Но голод полезен — он очищает и сохраняет тебя от зла.
— Отпей, — сказала она.
Я всосал бурый сироп, отдающий горечью и сладостью одновременно.
— Не весь! — воскликнула она, вырывая у меня лекарство. — Только вчера купили — и уже половины нет. — Она подняла бутылочку и посмотрела на просвет, сколько осталось.
В этот момент я прочитал белые рубленые буквы на этикетке.
— Думаешь, этого хватит? — спросил я с надеждой.
— Хватит. Ты и так почти все высосал!
— Лекарство подействует?
— Еще как, — откликнулась она, засовывая противоядие подальше под сиденье.
— Спасибо, мадам, — произнес я с искренней признательностью, сыто откидываясь на сиденье. Втайне ощущая тепло и сытость, залакированную сверху сиропом, и тихо радуясь, каким легким и приятным оказалось противоядие.

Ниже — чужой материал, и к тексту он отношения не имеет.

//! The Section Composer: assembles the ordered flow list of one logical form section.
//!
//! The composer never computes absolute positions.  It orders items and assigns every overlay an
//! offset relative to where the preceding flowing item leaves the cursor.  Rows built through
//! [`SectionComposer::choice_row`] and [`SectionComposer::field_row`] derive caption offsets from
//! the widget columns so that captions and widgets cannot drift apart, and
//! [`ComposedForm::validate`] checks the result against the page before anything is rendered.

use log::debug;

use crate::content::ContentStore;
use crate::drawable::{
    Anchor, CheckBox, FieldRegistry, Label, PositionedDrawable, TextField, CHECKBOX_SIZE,
};
use crate::error::FormError;
use crate::flow::{FlowItem, PriceTable, TextBlock};
use crate::fonts::FontFace;
use crate::geometry::PageGeometry;
use crate::styles::BASE_FONT_SIZE;

/// Offset of the left field column.
pub const LEFT_COLUMN: f64 = 0.0;
/// Offset of the right field column.
pub const RIGHT_COLUMN: f64 = 240.0;
/// Width of a field occupying one of the two columns.
pub const HALF_FIELD_WIDTH: f64 = 230.0;
/// Height of every text field.
pub const TEXT_FIELD_HEIGHT: f64 = BASE_FONT_SIZE * 1.5;
/// Font size of the captions under text fields.
pub const CAPTION_SIZE: f64 = BASE_FONT_SIZE * 0.6;
/// Baseline lift of the captions under text fields.
pub const CAPTION_YOFFSET: f64 = 3.0;
/// Space between a row of text fields and its captions.
pub const FIELD_ROW_SPACING: f64 = 12.0;
/// Distance between a radio box and the start of its caption.
pub const CHECKBOX_CAPTION_SHIFT: f64 = CHECKBOX_SIZE + 2.0;

/// One member of a row of radio boxes.
#[derive(Clone, Copy, Debug)]
pub struct ChoiceColumn<'a> {
    /// Value submitted when the member is selected.
    pub value: &'a str,
    /// Caption printed to the right of the box.
    pub caption: &'a str,
    /// Tooltip of the box.
    pub tooltip: &'a str,
    /// Horizontal offset of the box from the flow cursor.
    pub offset: f64,
}

impl<'a> ChoiceColumn<'a> {
    /// A member whose caption and tooltip equal its value.
    pub fn new(value: &'a str, offset: f64) -> Self {
        Self {
            value,
            caption: value,
            tooltip: value,
            offset,
        }
    }

    /// Overrides the caption.
    pub fn caption(mut self, caption: &'a str) -> Self {
        self.caption = caption;
        self
    }

    /// Overrides the tooltip.
    pub fn tooltip(mut self, tooltip: &'a str) -> Self {
        self.tooltip = tooltip;
        self
    }
}

/// One text field of a row, together with its caption.
#[derive(Clone, Copy, Debug)]
pub struct FieldColumn<'a> {
    /// Field name.
    pub name: &'a str,
    /// Tooltip of the field.
    pub tooltip: &'a str,
    /// Caption printed under the field.
    pub caption: &'a str,
    /// Horizontal offset of the field from the flow cursor.
    pub offset: f64,
    /// Width of the field.
    pub width: f64,
}

impl<'a> FieldColumn<'a> {
    /// A half-width field in the left column.
    pub fn left(name: &'a str, caption: &'a str) -> Self {
        Self {
            name,
            tooltip: caption,
            caption,
            offset: LEFT_COLUMN,
            width: HALF_FIELD_WIDTH,
        }
    }

    /// A half-width field in the right column.
    pub fn right(name: &'a str, caption: &'a str) -> Self {
        Self {
            offset: RIGHT_COLUMN,
            ..Self::left(name, caption)
        }
    }

    /// Overrides the tooltip.
    pub fn tooltip(mut self, tooltip: &'a str) -> Self {
        self.tooltip = tooltip;
        self
    }

    /// Overrides position and width.
    pub fn span(mut self, offset: f64, width: f64) -> Self {
        self.offset = offset;
        self.width = width;
        self
    }
}

/// A named run of flow items.
#[derive(Debug)]
pub struct Section {
    name: String,
    items: Vec<FlowItem>,
}

impl Section {
    /// Section name, used in diagnostics.
    pub fn name(&self) -> &str {
        &self.name
    }

    /// The items in rendering order.
    pub fn items(&self) -> &[FlowItem] {
        &self.items
    }
}

/// Builder for a [`Section`].
#[derive(Debug)]
pub struct SectionComposer {
    name: String,
    items: Vec<FlowItem>,
}

impl SectionComposer {
    /// Starts an empty section.
    pub fn new(name: impl Into<String>) -> Self {
        Self {
            name: name.into(),
            items: Vec::new(),
        }
    }

    /// Appends a paragraph of literal markup.
    pub fn paragraph(&mut self, style: &str, markup: &str) -> Result<&mut Self, FormError> {
        let block = TextBlock::new(style, markup).map_err(|err| {
            FormError::config(format!("section '{}': {}", self.name, err))
        })?;
        self.items.push(FlowItem::Paragraph(block));
        Ok(self)
    }

    /// Appends a paragraph whose markup is read from the content store.
    pub fn content_paragraph(
        &mut self,
        content: &ContentStore,
        key: &str,
        style: &str,
    ) -> Result<&mut Self, FormError> {
        let markup = content.text(key)?;
        let block = TextBlock::new(style, markup).map_err(|err| FormError::content(key, err))?;
        self.items.push(FlowItem::Paragraph(block));
        Ok(self)
    }

    /// Appends blank vertical space.
    pub fn spacer(&mut self, height: f64) -> &mut Self {
        self.items.push(FlowItem::Spacer(height));
        self
    }

    /// Appends a table.
    pub fn table(&mut self, table: PriceTable) -> &mut Self {
        self.items.push(FlowItem::Table(table));
        self
    }

    /// Appends a positioned drawable.
    pub fn overlay(&mut self, drawable: impl PositionedDrawable + 'static) -> &mut Self {
        self.items.push(FlowItem::overlay(drawable));
        self
    }

    /// Appends a bold caption at the start of the current line.
    pub fn row_caption(&mut self, caption: &str) -> &mut Self {
        self.overlay(
            Label::new(caption)
                .with_font(FontFace::Bold, BASE_FONT_SIZE)
                .with_offset(LEFT_COLUMN),
        )
    }

    /// Appends a radio group laid out on the current line, each box followed by its caption.
    ///
    /// Columns must be ordered left to right and leave room for the caption of the previous
    /// member.
    pub fn choice_row(
        &mut self,
        name: &str,
        columns: &[ChoiceColumn<'_>],
    ) -> Result<&mut Self, FormError> {
        if columns.is_empty() {
            return Err(FormError::config(format!(
                "radio group '{name}' has no members"
            )));
        }
        for pair in columns.windows(2) {
            if pair[1].offset < pair[0].offset + CHECKBOX_CAPTION_SHIFT {
                return Err(FormError::config(format!(
                    "radio group '{}': member '{}' at {} overlaps '{}' at {}",
                    name, pair[1].value, pair[1].offset, pair[0].value, pair[0].offset
                )));
            }
        }

        for (index, column) in columns.iter().enumerate() {
            let reserved = columns
                .get(index + 1)
                .map(|next| next.offset - column.offset)
                .unwrap_or(CHECKBOX_CAPTION_SHIFT);
            self.overlay(
                CheckBox::new(name, column.value)?
                    .with_tooltip(column.tooltip)
                    .with_offset(column.offset)
                    .with_reserved_width(reserved),
            );
            self.overlay(
                Label::new(column.caption).with_offset(column.offset + CHECKBOX_CAPTION_SHIFT),
            );
        }
        Ok(self)
    }

    /// Appends a row of text fields, `spacing` points of flow and their captions.
    ///
    /// Captions start at the offset of the field they describe.
    pub fn field_row(
        &mut self,
        columns: &[FieldColumn<'_>],
        spacing: f64,
    ) -> Result<&mut Self, FormError> {
        for pair in columns.windows(2) {
            if pair[0].offset + pair[0].width > pair[1].offset {
                return Err(FormError::config(format!(
                    "text field '{}' overlaps '{}'",
                    pair[0].name, pair[1].name
                )));
            }
        }

        for column in columns {
            self.overlay(
                TextField::new(column.name, column.width, TEXT_FIELD_HEIGHT)?
                    .with_tooltip(column.tooltip)
                    .with_offset(column.offset),
            );
        }
        self.spacer(spacing);
        for column in columns {
            self.overlay(
                Label::new(column.caption)
                    .with_font(FontFace::Light, CAPTION_SIZE)
                    .with_offset(column.offset)
                    .with_yoffset(CAPTION_YOFFSET),
            );
        }
        Ok(self)
    }

    /// Finishes the section.
    pub fn finish(self) -> Section {
        debug!(
            "Composed section '{}' with {} item(s)",
            self.name,
            self.items.len()
        );
        Section {
            name: self.name,
            items: self.items,
        }
    }
}

/// The complete flow list of a document, kept per section until rendering.
#[derive(Debug, Default)]
pub struct ComposedForm {
    sections: Vec<Section>,
}

impl ComposedForm {
    /// Creates an empty form.
    pub fn new() -> Self {
        Self::default()
    }

    /// Appends a section.
    pub fn push(&mut self, section: Section) {
        self.sections.push(section);
    }

    /// The sections in order.
    pub fn sections(&self) -> &[Section] {
        &self.sections
    }

    /// Iterates every item of every section in rendering order.
    pub fn items(&self) -> impl Iterator<Item = &FlowItem> {
        self.sections.iter().flat_map(|section| section.items.iter())
    }

    /// Checks field identities and overlay offsets against `geometry`.
    ///
    /// Flow-anchored overlays must start inside the content box and their declared width must
    /// end inside it.  Returns the identities of every form field.
    pub fn validate(&self, geometry: &PageGeometry) -> Result<FieldRegistry, FormError> {
        let mut registry = FieldRegistry::new();
        let limit = geometry.content_width();

        for section in &self.sections {
            for item in &section.items {
                let FlowItem::Overlay(drawable) = item else {
                    continue;
                };
                if let Some(field) = drawable.field() {
                    registry.register(field)?;
                }
                if drawable.anchor() != Anchor::Flow {
                    continue;
                }
                let offset = drawable.offset().unwrap_or(0.0);
                let end = offset + drawable.measure().width;
                if offset < 0.0 || end > limit + f64::EPSILON {
                    return Err(FormError::config(format!(
                        "section '{}': {:?} spans {}..{} outside the content width {:.1}",
                        section.name, drawable, offset, end, limit
                    )));
                }
            }
        }
        Ok(registry)
    }

    /// Flattens the sections into the flow list.
    pub fn into_items(self) -> Vec<FlowItem> {
        self.sections
            .into_iter()
            .flat_map(|section| section.items)
            .collect()
    }
}

#[cfg(test)]
mod tests {
    use super::*;
    use crate::styles::NORMAL;

    fn offsets(section: &Section) -> Vec<f64> {
        section
            .items()
            .iter()
            .filter_map(|item| match item {
                FlowItem::Overlay(drawable) => drawable.offset(),
                _ => None,
            })
            .collect()
    }

    #[test]
    fn captions_follow_their_fields() {
        let mut composer = SectionComposer::new("personal");
        composer
            .field_row(
                &[
                    FieldColumn::left("Name", "Vorname und Nachname"),
                    FieldColumn::right("Erziehungsberechtigte", "Erziehungsberechtigte"),
                ],
                FIELD_ROW_SPACING,
            )
            .unwrap();
        let section = composer.finish();

        assert_eq!(section.items().len(), 5);
        assert!(matches!(section.items()[2], FlowItem::Spacer(h) if h == FIELD_ROW_SPACING));
        assert_eq!(offsets(&section), vec![0.0, 240.0, 0.0, 240.0]);
    }

    #[test]
    fn overlapping_columns_are_rejected() {
        let mut composer = SectionComposer::new("x");
        let err = composer
            .field_row(
                &[
                    FieldColumn::left("a", "a"),
                    FieldColumn::left("b", "b").span(100.0, 50.0),
                ],
                FIELD_ROW_SPACING,
            )
            .unwrap_err();
        assert!(matches!(err, FormError::Configuration(_)));

        let err = composer
            .choice_row(
                "Status",
                &[ChoiceColumn::new("a", 60.0), ChoiceColumn::new("b", 65.0)],
            )
            .unwrap_err();
        assert!(matches!(err, FormError::Configuration(_)));
    }

    #[test]
    fn choice_rows_put_captions_right_of_the_box() {
        let mut composer = SectionComposer::new("membership");
        composer
            .row_caption("Als:")
            .choice_row(
                "mitgliedschaft",
                &[
                    ChoiceColumn::new("aktiv", 55.0).caption("aktives"),
                    ChoiceColumn::new("passiv", 125.0).caption("passives Mitglied"),
                ],
            )
            .unwrap();
        let section = composer.finish();
        assert_eq!(
            offsets(&section),
            vec![
                0.0,
                55.0,
                55.0 + CHECKBOX_CAPTION_SHIFT,
                125.0,
                125.0 + CHECKBOX_CAPTION_SHIFT
            ]
        );
    }

    #[test]
    fn validation_rejects_fields_past_the_right_margin() {
        let geometry = PageGeometry::a4_form();
        let mut composer = SectionComposer::new("wide");
        composer
            .field_row(
                &[FieldColumn::left("IBAN", "IBAN").span(300.0, 230.0)],
                FIELD_ROW_SPACING,
            )
            .unwrap();
        let mut form = ComposedForm::new();
        form.push(composer.finish());
        assert!(matches!(
            form.validate(&geometry),
            Err(FormError::Configuration(_))
        ));
    }

    #[test]
    fn validation_rejects_duplicate_radio_values_across_sections() {
        let geometry = PageGeometry::a4_form();
        let mut form = ComposedForm::new();
        for name in ["first", "second"] {
            let mut composer = SectionComposer::new(name);
            composer
                .paragraph(NORMAL, "Geschlecht")
                .unwrap()
                .choice_row("Geschlecht", &[ChoiceColumn::new("divers", 60.0)])
                .unwrap();
            form.push(composer.finish());
        }
        assert!(form.validate(&geometry).is_err());
    }

    #[test]
    fn malformed_content_markup_names_the_key() {
        let content =
            ContentStore::from_json(r#"{"legal_text": {"title": "<b>offen"}}"#).unwrap();
        let mut composer = SectionComposer::new("statute");
        let err = composer
            .content_paragraph(&content, "legal_text.title", NORMAL)
            .unwrap_err();
        assert!(matches!(err, FormError::ContentData { ref key, .. } if key == "legal_text.title"));
    }
}
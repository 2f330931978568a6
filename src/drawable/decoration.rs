use super::{
    Anchor, BoxRect, DisplayList, DrawCommand, Extent, PositionedDrawable, HAIRLINE,
};
use crate::error::FormError;
use crate::fonts::FontFace;
use crate::geometry::{FlowCursor, A4, CM};
use crate::styles::BASE_FONT_SIZE;

/// Baseline of a label relative to the flow line.
pub const LABEL_BASELINE_Y: f64 = -5.0;

/// Horizontal inset subtracted from the raw canvas position of a [`Rect`].
pub const RECT_INSET: f64 = 75.0;

/// Scale applied to the logo image.
pub const LOGO_SCALE: f64 = 0.25;

/// Lower-left corner of the logo on the first page.
pub const LOGO_ORIGIN: (f64, f64) = (2.0 * CM + 450.0, A4.1 - 0.75 * CM - 40.0);

/// A literal caption drawn next to or under a widget.
#[derive(Clone, Debug, PartialEq)]
pub struct Label {
    text: String,
    face: FontFace,
    size: f64,
    offset: Option<f64>,
    yoffset: f64,
}

impl Label {
    /// A label in the regular face at the base font size.
    pub fn new(text: impl Into<String>) -> Self {
        Self {
            text: text.into(),
            face: FontFace::Regular,
            size: BASE_FONT_SIZE,
            offset: None,
            yoffset: 0.0,
        }
    }

    /// Overrides face and size.
    pub fn with_font(mut self, face: FontFace, size: f64) -> Self {
        self.face = face;
        self.size = size;
        self
    }

    /// Sets the horizontal offset from the flow cursor.
    pub fn with_offset(mut self, offset: f64) -> Self {
        self.offset = Some(offset);
        self
    }

    /// Moves the baseline up by `yoffset` points.
    pub fn with_yoffset(mut self, yoffset: f64) -> Self {
        self.yoffset = yoffset;
        self
    }

    /// The caption text.
    pub fn text(&self) -> &str {
        &self.text
    }
}

impl PositionedDrawable for Label {
    fn measure(&self) -> Extent {
        Extent::overlay(0.0)
    }

    fn render(&self, cursor: &FlowCursor) -> Result<DisplayList, FormError> {
        let x = cursor.x + self.offset.unwrap_or(0.0);
        let y = cursor.y + LABEL_BASELINE_Y + self.yoffset;

        let mut list = DisplayList::new();
        list.scoped(|list| {
            list.push(DrawCommand::SetFont {
                face: self.face,
                size: self.size,
            });
            list.push(DrawCommand::DrawString {
                x,
                y,
                text: self.text.clone(),
            });
            Ok(())
        })?;
        Ok(list)
    }

    fn offset(&self) -> Option<f64> {
        self.offset
    }
}

/// An unfilled frame hanging down from the current canvas position.
///
/// The frame is positioned from the raw canvas position rather than the flow offset, see
/// [`Anchor::RawCanvas`].
#[derive(Clone, Debug, PartialEq)]
pub struct Rect {
    width: f64,
    height: f64,
}

impl Rect {
    /// A frame of the given size.
    pub fn new(width: f64, height: f64) -> Result<Self, FormError> {
        if !(width > 0.0 && height > 0.0) {
            return Err(FormError::config(format!(
                "frame size must be positive, got {width} x {height}"
            )));
        }
        Ok(Self { width, height })
    }
}

impl PositionedDrawable for Rect {
    fn measure(&self) -> Extent {
        Extent::overlay(self.width)
    }

    fn render(&self, cursor: &FlowCursor) -> Result<DisplayList, FormError> {
        let frame = BoxRect {
            x: cursor.x + cursor.x - RECT_INSET,
            y: cursor.y - self.height,
            width: self.width,
            height: self.height,
        };

        let mut list = DisplayList::new();
        list.scoped(|list| {
            list.push(DrawCommand::SetLineWidth(HAIRLINE));
            list.push(DrawCommand::StrokeRect(frame));
            Ok(())
        })?;
        Ok(list)
    }

    fn anchor(&self) -> Anchor {
        Anchor::RawCanvas
    }
}

/// The club logo at its fixed spot in the upper right corner.
#[derive(Clone, Debug, PartialEq)]
pub struct Logo {
    key: String,
    scale: f64,
}

impl Logo {
    /// A logo drawing the image registered under `key`.
    pub fn new(key: impl Into<String>) -> Self {
        Self {
            key: key.into(),
            scale: LOGO_SCALE,
        }
    }

    /// Image asset key.
    pub fn key(&self) -> &str {
        &self.key
    }
}

impl PositionedDrawable for Logo {
    fn measure(&self) -> Extent {
        Extent::overlay(0.0)
    }

    fn render(&self, _cursor: &FlowCursor) -> Result<DisplayList, FormError> {
        let mut list = DisplayList::new();
        list.scoped(|list| {
            list.push(DrawCommand::DrawImage {
                key: self.key.clone(),
                x: LOGO_ORIGIN.0,
                y: LOGO_ORIGIN.1,
                scale: self.scale,
            });
            Ok(())
        })?;
        Ok(list)
    }

    fn anchor(&self) -> Anchor {
        Anchor::Page
    }
}
//! The flow list and the pagination driver.
//!
//! A [`Paginator`] walks the flow list top to bottom.  Flowing items are handed to a
//! [`LayoutBackend`] that reports how much height they consumed; positioned drawables are rendered
//! at the current cursor and their commands are handed back to the backend for painting.  Only
//! the paginator moves the cursor.

use log::{debug, trace};

use crate::content::PriceSheet;
use crate::drawable::{Anchor, DisplayList, PositionedDrawable};
use crate::error::FormError;
use crate::fonts::FontFace;
use crate::geometry::{FlowCursor, PageGeometry};
use crate::richtext::{self, Span};
use crate::styles::{TextAlign, BASE_FONT_SIZE};

/// Row height of the price table.
pub const TABLE_ROW_HEIGHT: f64 = 16.2;
/// Font size of the price table.
pub const TABLE_FONT_SIZE: f64 = BASE_FONT_SIZE - 2.0;

/// A paragraph of inline markup set in a named style.
#[derive(Clone, Debug, PartialEq)]
pub struct TextBlock {
    style: String,
    spans: Vec<Span>,
}

impl TextBlock {
    /// Parses `markup` for the style called `style`.
    pub fn new(style: impl Into<String>, markup: &str) -> Result<Self, richtext::ParseError> {
        Ok(Self {
            style: style.into(),
            spans: richtext::parse_markup(markup)?,
        })
    }

    /// Name of the paragraph style.
    pub fn style(&self) -> &str {
        &self.style
    }

    /// Parsed inline runs.
    pub fn spans(&self) -> &[Span] {
        &self.spans
    }

    /// The text without markup.
    pub fn plain_text(&self) -> String {
        richtext::plain_text(&self.spans)
    }
}

/// Which rules are drawn around a table cell.
#[derive(Clone, Copy, Debug, PartialEq, Eq)]
pub enum CellRule {
    /// All four edges.
    Grid,
    /// Only the vertical line after the cell.
    LineAfter,
}

/// Vertical placement of the text inside a table cell.
#[derive(Clone, Copy, Debug, PartialEq, Eq)]
pub enum CellVAlign {
    Middle,
    Bottom,
}

/// How a single table cell is set.
#[derive(Clone, Copy, Debug, PartialEq, Eq)]
pub struct CellFormat {
    pub face: FontFace,
    pub align: TextAlign,
    pub valign: CellVAlign,
    pub rule: CellRule,
}

/// A table with a bold, unframed header row and a gridded light body.
#[derive(Clone, Debug, PartialEq)]
pub struct PriceTable {
    header: Vec<String>,
    rows: Vec<Vec<String>>,
    row_height: f64,
    font_size: f64,
}

impl PriceTable {
    /// Creates a table; every row must have as many cells as the header.
    pub fn new(header: Vec<String>, rows: Vec<Vec<String>>) -> Result<Self, FormError> {
        if header.is_empty() {
            return Err(FormError::config("a table needs at least one column"));
        }
        if rows.iter().any(|row| row.len() != header.len()) {
            return Err(FormError::config(format!(
                "every table row needs {} cells",
                header.len()
            )));
        }
        Ok(Self {
            header,
            rows,
            row_height: TABLE_ROW_HEIGHT,
            font_size: TABLE_FONT_SIZE,
        })
    }

    /// Column headings.
    pub fn header(&self) -> &[String] {
        &self.header
    }

    /// Body rows.
    pub fn rows(&self) -> &[Vec<String>] {
        &self.rows
    }

    /// Nominal height of every row.
    pub fn row_height(&self) -> f64 {
        self.row_height
    }

    /// Font size of every cell.
    pub fn font_size(&self) -> f64 {
        self.font_size
    }

    /// Number of rows including the header.
    pub fn row_count(&self) -> usize {
        self.rows.len() + 1
    }

    /// Nominal height of the whole table.
    pub fn height(&self) -> f64 {
        self.row_height * self.row_count() as f64
    }

    /// Text of a cell; row 0 is the header.
    pub fn cell(&self, row: usize, column: usize) -> Option<&str> {
        let cells = match row {
            0 => &self.header,
            _ => self.rows.get(row - 1)?,
        };
        cells.get(column).map(String::as_str)
    }

    /// Font, alignment and rules of a cell; row 0 is the header.
    ///
    /// The header is set bold and left aligned, separated only by a line after each column.
    /// Body cells are light, gridded and vertically centered; every column but the first is
    /// centered horizontally.
    pub fn cell_format(&self, row: usize, column: usize) -> CellFormat {
        if row == 0 {
            return CellFormat {
                face: FontFace::Bold,
                align: TextAlign::Left,
                valign: CellVAlign::Bottom,
                rule: CellRule::LineAfter,
            };
        }
        CellFormat {
            face: FontFace::Light,
            align: if column == 0 {
                TextAlign::Left
            } else {
                TextAlign::Center
            },
            valign: CellVAlign::Middle,
            rule: CellRule::Grid,
        }
    }

    /// Relative column widths: the first column is wider than the rest.
    pub fn column_weights(&self) -> Vec<usize> {
        (0..self.header.len())
            .map(|column| if column == 0 { 3 } else { 2 })
            .collect()
    }
}

impl TryFrom<&PriceSheet> for PriceTable {
    type Error = FormError;

    fn try_from(sheet: &PriceSheet) -> Result<Self, Self::Error> {
        Self::new(sheet.header.clone(), sheet.rows.clone())
    }
}

/// One entry of the flow list.
#[derive(Debug)]
pub enum FlowItem {
    /// A wrapped paragraph; advances the cursor by its height.
    Paragraph(TextBlock),
    /// Blank vertical space.
    Spacer(f64),
    /// A gridded table.
    Table(PriceTable),
    /// A positioned drawable; never advances the cursor.
    Overlay(Box<dyn PositionedDrawable>),
}

impl FlowItem {
    /// Wraps a drawable.
    pub fn overlay(drawable: impl PositionedDrawable + 'static) -> Self {
        Self::Overlay(Box::new(drawable))
    }

    /// Whether the item takes part in vertical flow.
    pub fn is_flowing(&self) -> bool {
        !matches!(self, Self::Overlay(_))
    }
}

/// Space consumed by one placement of a flowing item.
#[derive(Clone, Copy, Debug, Default, PartialEq)]
pub struct Placement {
    /// Height consumed on the current page, in points.
    pub height: f64,
    /// Whether part of the item still has to go onto the next page.
    pub has_more: bool,
}

impl Placement {
    /// The item fit completely.
    pub fn complete(height: f64) -> Self {
        Self {
            height,
            has_more: false,
        }
    }

    /// The item continues on the next page.
    pub fn partial(height: f64) -> Self {
        Self {
            height,
            has_more: true,
        }
    }
}

/// Places flowing content and paints overlay commands.
pub trait LayoutBackend {
    /// Places the flow item at `index` with its top edge at `cursor`.
    ///
    /// `available` is the vertical space left above the bottom margin.  A backend may be asked to
    /// place the same item again on the following page after reporting `has_more`.
    fn place(
        &mut self,
        index: usize,
        item: &FlowItem,
        cursor: &FlowCursor,
        available: f64,
    ) -> Result<Placement, FormError>;

    /// Paints the commands rendered by a positioned drawable at `cursor`.
    fn paint(
        &mut self,
        cursor: &FlowCursor,
        anchor: Anchor,
        commands: DisplayList,
    ) -> Result<(), FormError>;
}

/// Result of laying out one page.
#[derive(Clone, Copy, Debug, PartialEq)]
pub struct PageLayout {
    /// The cursor after the last item placed on the page.
    pub cursor: FlowCursor,
    /// Whether the flow list continues on another page.
    pub has_more: bool,
}

impl PageLayout {
    /// Height consumed on this page.
    pub fn used_height(&self, geometry: &PageGeometry) -> f64 {
        geometry.top_y() - self.cursor.y
    }
}

/// Distributes a flow list across pages.
#[derive(Clone, Debug)]
pub struct Paginator {
    geometry: PageGeometry,
    next: usize,
    page: usize,
}

impl Paginator {
    /// Starts at the first item on page one.
    pub fn new(geometry: PageGeometry) -> Self {
        Self {
            geometry,
            next: 0,
            page: 1,
        }
    }

    /// The page geometry.
    pub fn geometry(&self) -> &PageGeometry {
        &self.geometry
    }

    /// The page the next call to [`Paginator::layout_page`] fills.
    pub fn page(&self) -> usize {
        self.page
    }

    /// Fills one page, starting with a fresh cursor at the top margin.
    pub fn layout_page<B>(
        &mut self,
        items: &[FlowItem],
        backend: &mut B,
    ) -> Result<PageLayout, FormError>
    where
        B: LayoutBackend + ?Sized,
    {
        let mut cursor = FlowCursor::top_of_page(&self.geometry, self.page);
        debug!("Laying out page {} from item {}", self.page, self.next);

        while let Some(item) = items.get(self.next) {
            match item {
                FlowItem::Overlay(drawable) => {
                    trace!("Rendering overlay {} at {:?}", self.next, cursor);
                    let commands = drawable.render(&cursor)?;
                    backend.paint(&cursor, drawable.anchor(), commands)?;
                    self.next += 1;
                }
                _ => {
                    let available = cursor.remaining(&self.geometry);
                    let placement = backend.place(self.next, item, &cursor, available)?;
                    trace!(
                        "Placed item {} at {:?}: {:?}",
                        self.next,
                        cursor,
                        placement
                    );

                    if placement.has_more
                        && placement.height <= 0.0
                        && cursor.is_at_top(&self.geometry)
                    {
                        return Err(FormError::Layout(format!(
                            "flow item {} does not fit on an empty page",
                            self.next
                        )));
                    }

                    cursor = cursor.advanced(placement.height.min(available));
                    if placement.has_more {
                        self.page += 1;
                        return Ok(PageLayout {
                            cursor,
                            has_more: true,
                        });
                    }
                    self.next += 1;
                }
            }
        }

        Ok(PageLayout {
            cursor,
            has_more: false,
        })
    }

    /// Lays out every page and returns the number of pages used.
    pub fn run<B>(&mut self, items: &[FlowItem], backend: &mut B) -> Result<usize, FormError>
    where
        B: LayoutBackend + ?Sized,
    {
        loop {
            let page = self.page;
            if !self.layout_page(items, backend)?.has_more {
                return Ok(page);
            }
        }
    }
}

Она подняла спинку моего сиденья.
— Погоди, еще только началось. Яд сражается за твою жизнь.
— Ладно, — произнес я, погружаясь в смутные грезы о других мусорных контейнерах, которые встретятся на нашем пути, и о сладком вишневом противоядии, которое буду тайком покупать на деньги, вырученные за пустые бутылки. Больше никаких «Принглз» и «Кэнада Драй»: все, что надо теперь искать в супермаркете, — это коричневая бутылочка с зеленой этикеткой и белым клеймом. Сладкое, как тянучки, мое противоядие: «Ипекакуана» — имя ему.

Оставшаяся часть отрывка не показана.